Economically the neo-liberal stage of capitalism has not resolved capitalist internal contradictions – it displaced them for a while, only to deepen them in the medium term – hence 2008 going forward.

However, while the global economic crisis (and all of the other symptoms – widening global inequality, the destruction of nature, etc) has demonstrated that the neo-liberal phase of global capitalism has not resolved its economic problems, we should not underestimate its massive successes in the ideological/social terrain – the global fostering of a consumerist culture, the introduction of an individualistic culture into wide swathes of society previously relatively untouched by the capitalist market – from academic research to health-care.

This “made in Hollywood” ideological/cultural hegemony has had a deep impact on the working class everywhere, on the new so-called Third World “middle classes”, and even on the urban and rural poor. The hegemony of this neo-liberal “Westernising” ideological and cultural offensive has, in turn, meant that opposition to it and its many social ills has in many cases taken a simply reactive form by deeply conservative fundamentalist forces (neo-fascist in Europe, religious fanaticism in Asia, parts of Africa and the middle East, etc).

The neo-liberal hegemony has been fostered by the social fragmentation of the global proletariat (something to be elaborated upon in the “Challenges facing the trade union movement” paper to be discussed at the SNC) and a subsequent loss, in many cases, of class solidarity. The neo-liberal ideological offensive has also succeeded in portraying the state (and politics) as essentially “corrupt”, and “bloated” “living beyond its means” (whether in Greece, or South Africa, or Brazil) – so that relatively progressive social movement mobilisation also often adopts a mechanical “oppositionist”, “watch-dog” role – which plays directly (if unintentionally) into the imperialist-led agenda of regime change projects (“Colours Revolutions”) against Third World states that exhibit any ambition for, or degree of, national sovereign capacity in the face of the imperialist agenda.

The 2008 global capitalist crisis is the biggest since the Great Depression of the late 1920s. But it was unlike the Great Depression, which saw the growth of the communist left, followed by the advances of the social democratic left in most of the advanced capitalist centres of Europe in the 1930s (though actualised after World War II). Indeed, the growth of the communist and social democratic left was also in response to the often-heroic struggles against the rise of fascism in the late 1920s and early 1930s.

There is however no serious counter-hegemonic left alternative that has effectively emerged after 2008 to challenge the major citadels of capitalist power. One consequence of this is the re-emergence of confidence by monopoly capital. This is evident in greater determination by the imperialist powers to impose neo-liberal policies once more, on Greece, for instance, and on developing countries, through, for example, current WTO processes and attaching conditionalities to the Agoa (African Growth and Opportunity Act) renewal.

Although the US is not necessarily keen to drop its Agoa relationship with South Africa, as this would run the danger of ceding further market space in Africa to China, it is pushing South Africa very hard.
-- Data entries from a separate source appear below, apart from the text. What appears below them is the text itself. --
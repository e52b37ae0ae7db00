use clap::Parser;
use log::{debug, warn};
use std::io;
use std::path::PathBuf;
use tasky_cli::cli::{Cli, Command, collect_config_overrides};
use tasky_cli::{input, render};
use tasky_cli::render::Palette;
use tasky_core::config::{self, Config};
use tasky_core::error::AppError;
use tasky_core::model::Task;
use tasky_core::storage::json_store;
use tasky_core::task_api;

const LOG_ENV_VAR: &str = "TASKY_LOG";

/// Everything one invocation needs, resolved once from flags and config.
struct Invocation {
    store_path: PathBuf,
    config: Config,
    palette: Palette,
    json: bool,
}

impl Invocation {
    fn resolve(cli: &Cli) -> Result<Self, AppError> {
        let loaded = config::load_config_with_fallback();
        if let Some(err) = loaded.error.as_ref() {
            warn!("ignoring config file: {err}");
        }

        let overrides =
            collect_config_overrides(&cli.config_override).map_err(AppError::invalid_input)?;
        let config = loaded.config.with_overrides(&overrides);
        let store_path = json_store::store_path(config.store_path.as_deref())?;
        debug!("using task file {}", store_path.display());

        Ok(Self {
            store_path,
            palette: Palette::new(config.color),
            config,
            json: cli.json,
        })
    }

    fn report(&self, verb: &str, id: usize, task: &Task) -> Result<(), AppError> {
        if self.json {
            println!("{}", render::task_json(id, task)?);
        } else {
            println!(
                "{verb} task {id}: {} (priority {})",
                task.description(),
                task.priority()
            );
        }
        Ok(())
    }
}

fn run_command(cli: Cli) -> Result<(), AppError> {
    let Some(command) = cli.command.as_ref() else {
        println!("{}", render::WELCOME);
        return Ok(());
    };

    let invocation = Invocation::resolve(&cli)?;
    let path = invocation.store_path.as_path();
    debug!("dispatching {command:?}");

    match command {
        Command::Add {
            description,
            priority,
        } => {
            let description = input::read_description(description, io::stdin().lock())?;
            let (id, task) =
                task_api::add_task(path, &description, priority.as_deref().unwrap_or(""))?;
            invocation.report("Added", id, &task)?;
        }
        Command::Done { id } => {
            let policy = invocation.config.completion_policy();
            let (id, task) = task_api::complete_task(path, *id, policy)?;
            invocation.report("Completed", id, &task)?;
        }
        Command::Edit {
            id,
            description,
            priority,
        } => {
            let description = description.join(" ");
            let (id, task) = task_api::edit_task(
                path,
                *id,
                &description,
                priority.as_deref().unwrap_or(""),
            )?;
            invocation.report("Updated", id, &task)?;
        }
        Command::Delete { id } => {
            let (id, task) = task_api::delete_task(path, *id)?;
            invocation.report("Deleted", id, &task)?;
        }
        Command::List => {
            let result = task_api::list_tasks(path)?;
            if invocation.json {
                println!("{}", render::tasks_json(&result.tasks)?);
            } else {
                let table = render::task_table(
                    &result.tasks,
                    result.pending,
                    &invocation.palette,
                    render::local_offset(),
                )?;
                println!("{table}");
            }
        }
    }

    Ok(())
}

fn normalize_parse_error(err: clap::Error) -> AppError {
    let rendered = err.to_string();
    let first_line = rendered.lines().next().unwrap_or("invalid command").trim();
    let message = first_line
        .strip_prefix("error: ")
        .unwrap_or(first_line)
        .to_string();
    AppError::invalid_input(message)
}

fn main() {
    env_logger::Builder::from_env(env_logger::Env::new().filter_or(LOG_ENV_VAR, "warn")).init();

    let cli = match Cli::try_parse() {
        Ok(cli) => cli,
        // --help and --version
        Err(err) if !err.use_stderr() => err.exit(),
        Err(err) => {
            eprintln!("ERROR: {}", normalize_parse_error(err));
            std::process::exit(1);
        }
    };

    if let Err(err) = run_command(cli) {
        eprintln!("ERROR: {}", err);
        std::process::exit(1);
    }
}
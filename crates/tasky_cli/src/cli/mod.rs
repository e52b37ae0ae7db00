use clap::{Parser, Subcommand};
use std::path::PathBuf;
use tasky_core::config::ConfigOverrides;

#[derive(Parser, Debug)]
#[command(name = "tasky", author, version, about = "Your personal command-line task manager", long_about = None)]
pub struct Cli {
    #[command(subcommand)]
    pub command: Option<Command>,

    /// Output JSON
    #[arg(long, global = true)]
    pub json: bool,

    /// Override configuration values (format KEY=VALUE)
    #[arg(long = "config-override", value_name = "KEY=VALUE", global = true)]
    pub config_override: Vec<String>,
}

#[derive(Subcommand, Debug)]
pub enum Command {
    /// Add a new task, reading it from stdin when no words are given
    ///
    /// Example: tasky add Buy milk -p High
    #[command(visible_alias = "a")]
    Add {
        description: Vec<String>,
        /// Low, Medium or High (anything else means Medium)
        #[arg(short, long, value_name = "PRIORITY")]
        priority: Option<String>,
    },
    /// Mark a task as completed
    ///
    /// Example: tasky done 1
    #[command(visible_aliases = ["complete", "c"])]
    Done { id: usize },
    /// Replace a task's description and optionally its priority
    ///
    /// Example: tasky edit 1 Buy oat milk -p Low
    #[command(visible_alias = "e")]
    Edit {
        id: usize,
        #[arg(required = true)]
        description: Vec<String>,
        /// Low, Medium or High; omitted keeps the current priority
        #[arg(short, long, value_name = "PRIORITY")]
        priority: Option<String>,
    },
    /// Delete a task; later tasks move up by one
    ///
    /// Example: tasky delete 2
    #[command(visible_aliases = ["remove", "rm", "r"])]
    Delete { id: usize },
    /// List all tasks
    ///
    /// Example: tasky list
    #[command(visible_aliases = ["ls", "l"])]
    List,
}

#[derive(Debug, Clone, PartialEq, Eq)]
pub enum ConfigOverrideTarget {
    StorePath,
    StrictComplete,
    Color,
}

#[derive(Debug, Clone, PartialEq, Eq)]
pub struct ParsedConfigOverride {
    pub target: ConfigOverrideTarget,
    pub value: String,
}

/// Parse a raw `KEY=VALUE` override string into a structured target.
pub fn parse_config_override(raw: &str) -> Result<ParsedConfigOverride, String> {
    let (key_raw, value_raw) = raw
        .trim()
        .split_once('=')
        .ok_or_else(|| "override must be in KEY=VALUE format".to_string())?;

    let key = canonicalize_field_name(key_raw);
    let target = match key.as_str() {
        "" => return Err("override key cannot be empty".to_string()),
        "store_path" | "store" => ConfigOverrideTarget::StorePath,
        "strict_complete" | "strict" => ConfigOverrideTarget::StrictComplete,
        "color" => ConfigOverrideTarget::Color,
        other => return Err(format!("unknown config field '{other}'")),
    };

    Ok(ParsedConfigOverride {
        target,
        value: value_raw.trim().to_string(),
    })
}

/// Lowercases and collapses every run of non-alphanumerics into one `_`.
fn canonicalize_field_name(raw: &str) -> String {
    let mut cleaned = String::new();
    let mut previous_underscore = false;

    for ch in raw.chars() {
        if ch.is_ascii_alphanumeric() {
            cleaned.push(ch.to_ascii_lowercase());
            previous_underscore = false;
        } else if !previous_underscore && !cleaned.is_empty() {
            cleaned.push('_');
            previous_underscore = true;
        }
    }

    cleaned.trim_matches('_').to_string()
}

/// Folds every `--config-override` argument into one set of overrides.
/// Later values win.
pub fn collect_config_overrides(raw: &[String]) -> Result<ConfigOverrides, String> {
    let mut overrides = ConfigOverrides::default();

    for entry in raw {
        let parsed = parse_config_override(entry)?;
        match parsed.target {
            ConfigOverrideTarget::StorePath => {
                if parsed.value.is_empty() {
                    return Err("store_path override cannot be empty".to_string());
                }
                overrides.store_path = Some(PathBuf::from(parsed.value));
            }
            ConfigOverrideTarget::StrictComplete => {
                overrides.strict_complete = Some(parse_flag(&parsed.value)?);
            }
            ConfigOverrideTarget::Color => overrides.color = Some(parse_flag(&parsed.value)?),
        }
    }

    Ok(overrides)
}

fn parse_flag(value: &str) -> Result<bool, String> {
    match value.to_ascii_lowercase().as_str() {
        "true" | "yes" | "on" | "1" => Ok(true),
        "false" | "no" | "off" | "0" => Ok(false),
        other => Err(format!("expected true or false, got '{other}'")),
    }
}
The failure of a left alternative to emerge is a question that the contemporary communist and other left forces will have to ask and seek to answer, as part of seeking to advance alternatives to neo-liberal capitalism and the capitalist system itself.

However, there continues to be growing resistance to neo-liberalism in many parts of the world, with some promising signs of the emergence of alternatives to this capitalist trajectory in places like South America. Even in countries like Spain and Greece interesting left alternatives are beginning to emerge to the EU agenda. Though these alternatives are emerging on the semi-periphery of the core centres of capitalism, they deserve close scrutiny and the drawing of appropriate lessons especially by the communist left.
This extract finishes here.